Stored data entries
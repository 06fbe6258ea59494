use std::time::Duration;

use fixpay_core::{RevokedTokenStore, RevokedTokenStoreError};

/// Error types for the logout use case
#[derive(Debug, thiserror::Error)]
pub enum LogoutError {
    #[error("Revoked token store error: {0}")]
    RevokedTokenStoreError(#[from] RevokedTokenStoreError),
}

/// Logout use case - puts the session token's id on the revocation list.
/// The token itself is never stored, only its jti claim.
pub struct LogoutUseCase<R>
where
    R: RevokedTokenStore,
{
    revoked_tokens: R,
}

impl<R> LogoutUseCase<R>
where
    R: RevokedTokenStore,
{
    pub fn new(revoked_tokens: R) -> Self {
        Self { revoked_tokens }
    }

    /// Execute the logout use case
    ///
    /// # Arguments
    /// * `token_id` - The jti claim of the session token to revoke
    /// * `remaining_ttl` - How long the token would otherwise stay valid
    #[tracing::instrument(name = "LogoutUseCase::execute", skip(self))]
    pub async fn execute(
        &self,
        token_id: String,
        remaining_ttl: Duration,
    ) -> Result<(), LogoutError> {
        self.revoked_tokens.revoke(token_id, remaining_ttl).await?;
        Ok(())
    }
}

### Your instructions
Output an exact copy of the lines from the one holding "for the logout use case" to the last line of the data, inclusive, and nothing beyond that range.

### Answer to the problem
/// Error types for the logout use case
#[derive(Debug, thiserror::Error)]
pub enum LogoutError {
    #[error("Revoked token store error: {0}")]
    RevokedTokenStoreError(#[from] RevokedTokenStoreError),
}

/// Logout use case - puts the session token's id on the revocation list.
/// The token itself is never stored, only its jti claim.
pub struct LogoutUseCase<R>
where
    R: RevokedTokenStore,
{
    revoked_tokens: R,
}

impl<R> LogoutUseCase<R>
where
    R: RevokedTokenStore,
{
    pub fn new(revoked_tokens: R) -> Self {
        Self { revoked_tokens }
    }

    /// Execute the logout use case
    ///
    /// # Arguments
    /// * `token_id` - The jti claim of the session token to revoke
    /// * `remaining_ttl` - How long the token would otherwise stay valid
    #[tracing::instrument(name = "LogoutUseCase::execute", skip(self))]
    pub async fn execute(
        &self,
        token_id: String,
        remaining_ttl: Duration,
    ) -> Result<(), LogoutError> {
        self.revoked_tokens.revoke(token_id, remaining_ttl).await?;
        Ok(())
    }
}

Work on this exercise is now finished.